Direct Solar Water Splitting for Green Hydrogen Generation Project at IIT Madras

Direct solar water splitting for green hydrogen generation

Objective

• To develop large area (100 cm?) solar water splitting devices (assisted/unassisted) using stable Cs2MXe semiconductors that can generate at least 300 to 500 mA photocurrent and with 1000 hours of operational stability under simulated sunlight, Design/development of highly efficient reactors using combination of simulation of device properties and fluid transport.

Description

• The material to be used in this work is based on the vacancy ordered perovskite Cs2PtI6 and its analogues with other low cost transition elements replacing Pt.

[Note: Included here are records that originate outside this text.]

//! Structured decision events and their sink.
//!
//! Every consequential decision produces one [`Event`]. The hot path hands
//! events to [`EventSink::emit`], which logs them and forwards them over a
//! bounded channel to a writer thread that appends JSONL; a full channel
//! drops the event and bumps a counter so the packet loop never blocks.

use crossbeam_channel::{Receiver, Sender, TrySendError};
use serde::Serialize;
use std::fs::OpenOptions;
use std::io::{BufWriter, Write};
use std::net::Ipv4Addr;
use std::path::PathBuf;
use std::sync::atomic::Ordering::Relaxed;
use std::sync::{Arc, Mutex};
use std::thread::JoinHandle;
use tracing::{debug, info, warn};

use crate::counters::Counters;

#[derive(Debug, Clone, PartialEq, Eq, Serialize)]
#[serde(tag = "event", rename_all = "snake_case")]
pub enum Event {
    /// SYN short-circuited by the whitelist; no tracker state touched.
    Whitelisted { addr: Ipv4Addr },
    /// Threshold crossed but the kernel's half-open count did not confirm.
    Suspicious {
        addr: Ipv4Addr,
        syn_count: u32,
        half_open: u32,
    },
    /// Confirmed attack; the address was added to the kernel block set.
    Blocked {
        addr: Ipv4Addr,
        syn_count: u32,
        half_open: u32,
    },
    /// Block expired and was removed from the kernel set by the sweeper.
    Unblocked { addr: Ipv4Addr },
}

/// Wire form written to the events log: the event plus a wall-clock stamp.
#[derive(Serialize)]
struct EventLine<'a> {
    ts: String,
    #[serde(flatten)]
    event: &'a Event,
}

pub struct EventSink {
    tx: Sender<Event>,
    counters: Arc<Counters>,
}

impl EventSink {
    /// Sink over a caller-supplied channel; the caller owns the receiver.
    pub fn new(tx: Sender<Event>, counters: Arc<Counters>) -> Arc<Self> {
        Arc::new(Self { tx, counters })
    }

    /// Create the sink and its writer thread. `log_path = None` keeps the
    /// tracing output but skips the JSONL file.
    pub fn start(
        log_path: Option<PathBuf>,
        counters: Arc<Counters>,
    ) -> (Arc<Self>, JoinHandle<()>) {
        let (tx, rx) = crossbeam_channel::bounded::<Event>(4096);
        let handle = spawn_event_writer(rx, log_path);
        (Self::new(tx, counters), handle)
    }

    pub fn emit(&self, event: Event) {
        match &event {
            Event::Whitelisted { addr } => debug!(%addr, "whitelisted source"),
            Event::Suspicious {
                addr,
                syn_count,
                half_open,
            } => info!(%addr, syn_count, half_open, "suspicious source, not confirmed"),
            Event::Blocked {
                addr,
                syn_count,
                half_open,
            } => info!(%addr, syn_count, half_open, "attack confirmed, source blocked"),
            Event::Unblocked { addr } => info!(%addr, "block expired, source released"),
        }

        if let Err(TrySendError::Full(_)) = self.tx.try_send(event) {
            self.counters.events_dropped.fetch_add(1, Relaxed);
        }
    }
}

fn spawn_event_writer(rx: Receiver<Event>, log_path: Option<PathBuf>) -> JoinHandle<()> {
    std::thread::Builder::new()
        .name("event-writer".into())
        .spawn(move || {
            let mut writer = log_path.and_then(|path| {
                match OpenOptions::new().create(true).append(true).open(&path) {
                    Ok(f) => Some(BufWriter::new(f)),
                    Err(e) => {
                        warn!("events log {} unavailable: {}", path.display(), e);
                        None
                    }
                }
            });

            for event in &rx {
                let Some(w) = writer.as_mut() else { continue };
                let line = EventLine {
                    ts: chrono::Utc::now().to_rfc3339(),
                    event: &event,
                };
                if let Ok(json) = serde_json::to_string(&line) {
                    if writeln!(w, "{}", json).and_then(|_| w.flush()).is_err() {
                        // Disk trouble; stop writing but keep draining so the
                        // channel never backs up into the packet path.
                        writer = None;
                    }
                }
            }
        })
        .expect("failed to spawn event-writer thread")
}

// ───────────────────────────────────────────────────────────────────────────
// Rate-limited warning logs
// ───────────────────────────────────────────────────────────────────────────

/// Levels subject to the per-minute cap.
#[derive(Debug, Clone, Copy, PartialEq, Eq)]
pub enum LimitedLevel {
    Warn,
    Error,
}

/// Outcome of a [`LogLimiter::check`] call.
#[derive(Debug, Clone, Copy, PartialEq, Eq)]
pub enum Verdict {
    /// Under the cap; log normally.
    Log,
    /// Window rolled over with suppressed lines; log, prefixed by a summary
    /// of how many lines the previous window swallowed.
    LogWithSummary(u64),
    /// Over the cap for this window; drop the line.
    Suppress,
}

struct LevelWindow {
    window_start: u64,
    logged: u32,
    suppressed: u64,
}

/// Caps warn-and-above log lines to 100 per minute per level.
pub struct LogLimiter {
    windows: Mutex<[LevelWindow; 2]>,
}

const MAX_PER_WINDOW: u32 = 100;
const WINDOW_NS: u64 = 60_000_000_000;

impl LogLimiter {
    pub fn new() -> Self {
        Self {
            windows: Mutex::new([
                LevelWindow {
                    window_start: 0,
                    logged: 0,
                    suppressed: 0,
                },
                LevelWindow {
                    window_start: 0,
                    logged: 0,
                    suppressed: 0,
                },
            ]),
        }
    }

    pub fn check(&self, level: LimitedLevel, now_ns: u64) -> Verdict {
        let idx = match level {
            LimitedLevel::Warn => 0,
            LimitedLevel::Error => 1,
        };
        let mut windows = self.windows.lock().unwrap();
        let w = &mut windows[idx];

        if now_ns.saturating_sub(w.window_start) > WINDOW_NS {
            let suppressed = w.suppressed;
            w.window_start = now_ns;
            w.logged = 1;
            w.suppressed = 0;
            return if suppressed > 0 {
                Verdict::LogWithSummary(suppressed)
            } else {
                Verdict::Log
            };
        }

        if w.logged < MAX_PER_WINDOW {
            w.logged += 1;
            Verdict::Log
        } else {
            w.suppressed += 1;
            Verdict::Suppress
        }
    }

    /// Log a transient-failure warning, honoring the cap.
    pub fn warn(&self, now_ns: u64, msg: &str) {
        match self.check(LimitedLevel::Warn, now_ns) {
            Verdict::Log => warn!("{}", msg),
            Verdict::LogWithSummary(n) => {
                warn!("{} warning(s) suppressed in the last minute", n);
                warn!("{}", msg);
            }
            Verdict::Suppress => {}
        }
    }
}

impl Default for LogLimiter {
    fn default() -> Self {
        Self::new()
    }
}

Conventional photoelectrochemical cells employ oxides or silicon absorbers to absorb the sunlight, Oxides have large bandgap and poor optoelectronic properties and hence they do not absorb significant portion of the sunlight and show low efficiencies. Silicon on other hand is a good semiconductor, but degrades quickly and so it requires additional pinhole free protection layer. Typically the protection layer is deposited by expensive atomic layer deposition technique which increases the cost, In this work, as our vacancy ordered perovskite is ultrastable and absorbs entire visible spectrum of sunlight, it does not require any additional protection layer. This material couples the stability of oxides and the optical/electronic properties of silicon. The proposed work involves the deposition of defect free material using thermal evaporation, so the performance is expected to be very high and expected to surpass most of the prototypes developed using oxide absorbers, We will also carry out systems level simulation to design high performance device configuration with optimal absorption of light, charge transport within semiconductors, water/electrolyte flow, and mass transport of ions/gases

Impact

• The proposed prototype will help convert the solar energy directly to fuels. Here we will build photoelectrochemical solar fuel systems, where energy of the sunlight will be used to split water to generate hydrogen.